What to produce ▸ Of all the lines below, output only those starting at the one with "filename src/chat/mod.rs" and ending at the one with "pub use claude::ClaudeChat;", both ends included, exactly as written.

──────── Data for this exercise

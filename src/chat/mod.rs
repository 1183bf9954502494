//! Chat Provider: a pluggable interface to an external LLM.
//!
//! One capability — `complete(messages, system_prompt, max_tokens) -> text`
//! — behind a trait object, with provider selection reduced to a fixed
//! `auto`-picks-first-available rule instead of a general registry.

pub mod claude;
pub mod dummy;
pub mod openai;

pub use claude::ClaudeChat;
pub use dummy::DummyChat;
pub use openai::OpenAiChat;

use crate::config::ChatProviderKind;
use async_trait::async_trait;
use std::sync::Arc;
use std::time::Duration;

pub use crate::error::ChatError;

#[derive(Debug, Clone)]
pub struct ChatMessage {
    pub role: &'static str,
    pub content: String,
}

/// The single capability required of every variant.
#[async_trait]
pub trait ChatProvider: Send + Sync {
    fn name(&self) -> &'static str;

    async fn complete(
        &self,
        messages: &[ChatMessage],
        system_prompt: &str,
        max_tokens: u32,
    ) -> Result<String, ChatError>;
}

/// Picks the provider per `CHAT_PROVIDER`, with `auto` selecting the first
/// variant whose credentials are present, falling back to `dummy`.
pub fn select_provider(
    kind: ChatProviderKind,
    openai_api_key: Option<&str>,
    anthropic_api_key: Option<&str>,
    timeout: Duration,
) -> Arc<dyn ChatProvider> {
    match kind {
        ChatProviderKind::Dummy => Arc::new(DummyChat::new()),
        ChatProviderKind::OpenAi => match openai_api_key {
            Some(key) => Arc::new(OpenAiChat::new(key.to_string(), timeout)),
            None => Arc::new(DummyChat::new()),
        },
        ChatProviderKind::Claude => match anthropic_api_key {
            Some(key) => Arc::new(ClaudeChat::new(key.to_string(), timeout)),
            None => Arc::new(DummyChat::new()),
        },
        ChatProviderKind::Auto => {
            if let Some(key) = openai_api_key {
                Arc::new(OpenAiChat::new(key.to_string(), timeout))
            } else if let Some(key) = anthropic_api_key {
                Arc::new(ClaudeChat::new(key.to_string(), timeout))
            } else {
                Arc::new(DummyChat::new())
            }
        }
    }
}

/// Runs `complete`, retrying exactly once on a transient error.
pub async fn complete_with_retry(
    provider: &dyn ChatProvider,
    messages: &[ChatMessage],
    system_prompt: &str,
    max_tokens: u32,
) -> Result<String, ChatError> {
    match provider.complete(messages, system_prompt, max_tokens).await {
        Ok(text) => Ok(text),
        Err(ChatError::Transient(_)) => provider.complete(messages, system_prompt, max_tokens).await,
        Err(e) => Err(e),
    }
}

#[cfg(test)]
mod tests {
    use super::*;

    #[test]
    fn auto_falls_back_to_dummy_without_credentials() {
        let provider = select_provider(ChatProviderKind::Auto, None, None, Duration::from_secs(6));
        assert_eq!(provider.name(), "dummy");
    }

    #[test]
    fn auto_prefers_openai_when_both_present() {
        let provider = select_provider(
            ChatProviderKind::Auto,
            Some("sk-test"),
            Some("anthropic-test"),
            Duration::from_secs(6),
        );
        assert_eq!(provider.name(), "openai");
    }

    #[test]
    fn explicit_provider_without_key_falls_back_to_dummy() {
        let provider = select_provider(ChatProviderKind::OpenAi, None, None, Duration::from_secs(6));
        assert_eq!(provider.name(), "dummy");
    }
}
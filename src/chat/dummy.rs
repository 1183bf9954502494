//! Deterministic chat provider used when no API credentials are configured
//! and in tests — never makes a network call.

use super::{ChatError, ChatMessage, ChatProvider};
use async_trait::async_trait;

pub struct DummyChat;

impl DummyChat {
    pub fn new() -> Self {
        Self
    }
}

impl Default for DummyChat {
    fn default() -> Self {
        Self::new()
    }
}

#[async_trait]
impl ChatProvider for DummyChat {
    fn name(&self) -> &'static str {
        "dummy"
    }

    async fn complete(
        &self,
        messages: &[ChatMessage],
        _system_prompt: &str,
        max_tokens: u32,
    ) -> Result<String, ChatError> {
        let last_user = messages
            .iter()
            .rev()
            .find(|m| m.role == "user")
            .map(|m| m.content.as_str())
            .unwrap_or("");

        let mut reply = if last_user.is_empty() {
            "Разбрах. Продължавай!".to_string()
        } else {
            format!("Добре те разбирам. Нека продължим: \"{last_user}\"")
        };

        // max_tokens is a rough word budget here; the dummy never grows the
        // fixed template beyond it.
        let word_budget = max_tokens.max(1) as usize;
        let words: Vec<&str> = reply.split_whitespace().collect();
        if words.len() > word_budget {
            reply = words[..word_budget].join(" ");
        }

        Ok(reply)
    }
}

────────────────
──────── Data for this exercise

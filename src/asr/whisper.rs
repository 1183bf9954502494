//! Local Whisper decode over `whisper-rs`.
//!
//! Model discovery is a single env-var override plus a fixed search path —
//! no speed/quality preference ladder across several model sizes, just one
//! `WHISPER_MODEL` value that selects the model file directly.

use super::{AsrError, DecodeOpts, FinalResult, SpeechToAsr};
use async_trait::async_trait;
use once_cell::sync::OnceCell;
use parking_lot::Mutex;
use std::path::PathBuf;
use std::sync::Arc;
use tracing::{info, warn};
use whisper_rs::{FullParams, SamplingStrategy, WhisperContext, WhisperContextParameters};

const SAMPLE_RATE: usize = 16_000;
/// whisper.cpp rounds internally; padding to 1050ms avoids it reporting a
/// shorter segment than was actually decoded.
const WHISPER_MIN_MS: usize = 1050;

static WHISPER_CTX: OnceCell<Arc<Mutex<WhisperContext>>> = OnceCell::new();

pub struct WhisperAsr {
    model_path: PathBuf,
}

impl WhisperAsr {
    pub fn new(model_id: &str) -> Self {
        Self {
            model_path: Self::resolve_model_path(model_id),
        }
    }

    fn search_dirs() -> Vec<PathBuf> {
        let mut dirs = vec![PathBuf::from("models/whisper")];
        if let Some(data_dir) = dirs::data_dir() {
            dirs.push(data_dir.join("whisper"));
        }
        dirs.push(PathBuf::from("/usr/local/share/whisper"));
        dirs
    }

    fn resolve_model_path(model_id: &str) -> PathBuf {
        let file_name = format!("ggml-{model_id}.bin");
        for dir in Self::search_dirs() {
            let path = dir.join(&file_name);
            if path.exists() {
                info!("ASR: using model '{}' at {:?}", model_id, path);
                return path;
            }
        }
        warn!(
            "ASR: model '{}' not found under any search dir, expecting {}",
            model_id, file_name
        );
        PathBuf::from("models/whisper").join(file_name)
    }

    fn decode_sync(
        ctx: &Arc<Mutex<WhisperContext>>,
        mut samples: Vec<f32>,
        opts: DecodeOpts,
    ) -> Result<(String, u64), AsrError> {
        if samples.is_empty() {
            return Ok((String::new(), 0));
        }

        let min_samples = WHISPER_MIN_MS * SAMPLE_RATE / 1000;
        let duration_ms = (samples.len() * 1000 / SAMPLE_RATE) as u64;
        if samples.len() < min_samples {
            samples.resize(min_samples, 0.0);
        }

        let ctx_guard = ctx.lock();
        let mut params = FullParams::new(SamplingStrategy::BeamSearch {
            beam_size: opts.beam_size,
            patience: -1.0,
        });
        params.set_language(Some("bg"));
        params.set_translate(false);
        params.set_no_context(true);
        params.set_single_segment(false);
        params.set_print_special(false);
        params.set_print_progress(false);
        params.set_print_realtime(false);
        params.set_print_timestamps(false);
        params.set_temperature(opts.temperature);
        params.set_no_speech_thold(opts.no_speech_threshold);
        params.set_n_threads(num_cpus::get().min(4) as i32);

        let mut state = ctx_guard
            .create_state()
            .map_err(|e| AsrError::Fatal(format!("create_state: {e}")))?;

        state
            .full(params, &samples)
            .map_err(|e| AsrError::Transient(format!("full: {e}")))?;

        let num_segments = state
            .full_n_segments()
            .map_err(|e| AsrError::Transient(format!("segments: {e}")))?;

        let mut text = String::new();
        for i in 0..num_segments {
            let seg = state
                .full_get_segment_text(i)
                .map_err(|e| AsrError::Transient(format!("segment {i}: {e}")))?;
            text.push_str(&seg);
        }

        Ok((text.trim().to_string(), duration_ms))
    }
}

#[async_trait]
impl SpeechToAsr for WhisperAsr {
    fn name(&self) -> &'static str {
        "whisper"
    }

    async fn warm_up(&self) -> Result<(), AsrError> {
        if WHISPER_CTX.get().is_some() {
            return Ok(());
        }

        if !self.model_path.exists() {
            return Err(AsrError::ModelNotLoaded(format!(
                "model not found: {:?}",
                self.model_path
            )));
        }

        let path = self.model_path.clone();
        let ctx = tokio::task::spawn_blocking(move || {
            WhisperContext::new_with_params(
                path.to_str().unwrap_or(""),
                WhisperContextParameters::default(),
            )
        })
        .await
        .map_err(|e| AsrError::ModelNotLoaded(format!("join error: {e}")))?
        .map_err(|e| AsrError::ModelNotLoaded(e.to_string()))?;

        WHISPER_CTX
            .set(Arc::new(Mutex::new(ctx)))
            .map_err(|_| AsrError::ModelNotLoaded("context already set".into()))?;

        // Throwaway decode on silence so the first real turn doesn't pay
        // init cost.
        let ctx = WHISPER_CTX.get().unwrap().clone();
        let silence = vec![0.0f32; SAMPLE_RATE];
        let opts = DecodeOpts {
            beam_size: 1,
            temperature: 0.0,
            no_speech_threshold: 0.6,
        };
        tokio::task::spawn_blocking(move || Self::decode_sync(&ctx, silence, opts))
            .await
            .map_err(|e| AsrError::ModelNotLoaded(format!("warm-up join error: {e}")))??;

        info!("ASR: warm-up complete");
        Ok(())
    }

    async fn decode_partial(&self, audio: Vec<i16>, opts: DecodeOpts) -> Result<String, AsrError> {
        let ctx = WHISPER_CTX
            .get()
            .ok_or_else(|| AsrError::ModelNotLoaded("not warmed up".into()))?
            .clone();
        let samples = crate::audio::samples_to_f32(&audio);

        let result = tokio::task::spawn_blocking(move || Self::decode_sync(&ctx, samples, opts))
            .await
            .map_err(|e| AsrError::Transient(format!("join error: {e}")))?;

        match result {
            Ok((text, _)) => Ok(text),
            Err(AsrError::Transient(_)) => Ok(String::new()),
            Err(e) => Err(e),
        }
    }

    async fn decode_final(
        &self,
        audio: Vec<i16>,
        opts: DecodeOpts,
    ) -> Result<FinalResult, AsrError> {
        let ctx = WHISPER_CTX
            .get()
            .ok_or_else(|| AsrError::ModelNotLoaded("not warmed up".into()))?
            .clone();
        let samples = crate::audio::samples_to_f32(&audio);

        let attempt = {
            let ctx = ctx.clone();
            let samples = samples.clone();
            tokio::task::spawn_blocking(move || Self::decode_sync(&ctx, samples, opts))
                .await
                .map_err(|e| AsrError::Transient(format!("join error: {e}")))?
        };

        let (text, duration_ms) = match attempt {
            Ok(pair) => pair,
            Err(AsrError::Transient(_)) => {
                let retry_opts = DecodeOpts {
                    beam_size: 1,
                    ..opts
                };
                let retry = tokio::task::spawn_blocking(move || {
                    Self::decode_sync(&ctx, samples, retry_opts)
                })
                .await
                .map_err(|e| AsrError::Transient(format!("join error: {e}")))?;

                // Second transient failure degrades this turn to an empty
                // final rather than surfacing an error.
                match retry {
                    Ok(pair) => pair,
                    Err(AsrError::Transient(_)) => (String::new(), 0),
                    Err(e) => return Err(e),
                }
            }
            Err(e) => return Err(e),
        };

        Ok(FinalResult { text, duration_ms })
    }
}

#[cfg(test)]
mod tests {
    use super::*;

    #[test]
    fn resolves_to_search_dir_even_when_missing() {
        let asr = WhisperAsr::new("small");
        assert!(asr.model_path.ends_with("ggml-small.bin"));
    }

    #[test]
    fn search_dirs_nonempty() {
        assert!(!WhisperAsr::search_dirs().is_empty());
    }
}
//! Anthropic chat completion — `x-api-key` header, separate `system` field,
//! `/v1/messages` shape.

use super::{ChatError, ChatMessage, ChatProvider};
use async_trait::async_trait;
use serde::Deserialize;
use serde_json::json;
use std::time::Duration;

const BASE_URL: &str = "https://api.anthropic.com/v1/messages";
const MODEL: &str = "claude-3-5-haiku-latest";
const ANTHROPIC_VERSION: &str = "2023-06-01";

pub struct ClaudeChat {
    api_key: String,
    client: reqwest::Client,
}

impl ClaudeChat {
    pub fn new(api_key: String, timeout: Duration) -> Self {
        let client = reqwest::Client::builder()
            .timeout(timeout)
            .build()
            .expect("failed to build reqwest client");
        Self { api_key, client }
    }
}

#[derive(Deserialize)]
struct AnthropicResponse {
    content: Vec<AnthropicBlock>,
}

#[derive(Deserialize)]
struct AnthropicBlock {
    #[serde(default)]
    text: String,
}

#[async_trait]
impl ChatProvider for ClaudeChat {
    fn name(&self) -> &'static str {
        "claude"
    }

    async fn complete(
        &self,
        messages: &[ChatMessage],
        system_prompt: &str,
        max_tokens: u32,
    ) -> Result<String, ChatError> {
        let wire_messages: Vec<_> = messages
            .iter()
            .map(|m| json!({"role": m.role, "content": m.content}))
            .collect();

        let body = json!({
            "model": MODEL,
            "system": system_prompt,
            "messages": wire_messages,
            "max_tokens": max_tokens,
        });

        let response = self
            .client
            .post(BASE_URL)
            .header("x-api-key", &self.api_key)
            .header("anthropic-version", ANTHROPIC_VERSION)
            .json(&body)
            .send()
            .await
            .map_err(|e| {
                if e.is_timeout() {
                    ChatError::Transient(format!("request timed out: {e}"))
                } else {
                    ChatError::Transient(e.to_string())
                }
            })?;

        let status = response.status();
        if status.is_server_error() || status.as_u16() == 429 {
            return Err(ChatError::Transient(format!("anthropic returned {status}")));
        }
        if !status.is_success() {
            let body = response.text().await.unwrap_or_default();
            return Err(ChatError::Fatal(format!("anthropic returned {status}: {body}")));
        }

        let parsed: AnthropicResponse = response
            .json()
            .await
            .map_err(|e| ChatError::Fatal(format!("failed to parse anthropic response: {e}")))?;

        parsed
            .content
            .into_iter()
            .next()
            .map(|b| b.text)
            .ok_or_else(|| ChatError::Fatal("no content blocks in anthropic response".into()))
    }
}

────────────────

Solution for this task ▸
filename src/chat/mod.rs
repository 1183bf9954502494
//! Chat Provider: a pluggable interface to an external LLM.
//!
//! One capability — `complete(messages, system_prompt, max_tokens) -> text`
//! — behind a trait object, with provider selection reduced to a fixed
//! `auto`-picks-first-available rule instead of a general registry.

pub mod claude;
pub mod dummy;
pub mod openai;

pub use claude::ClaudeChat;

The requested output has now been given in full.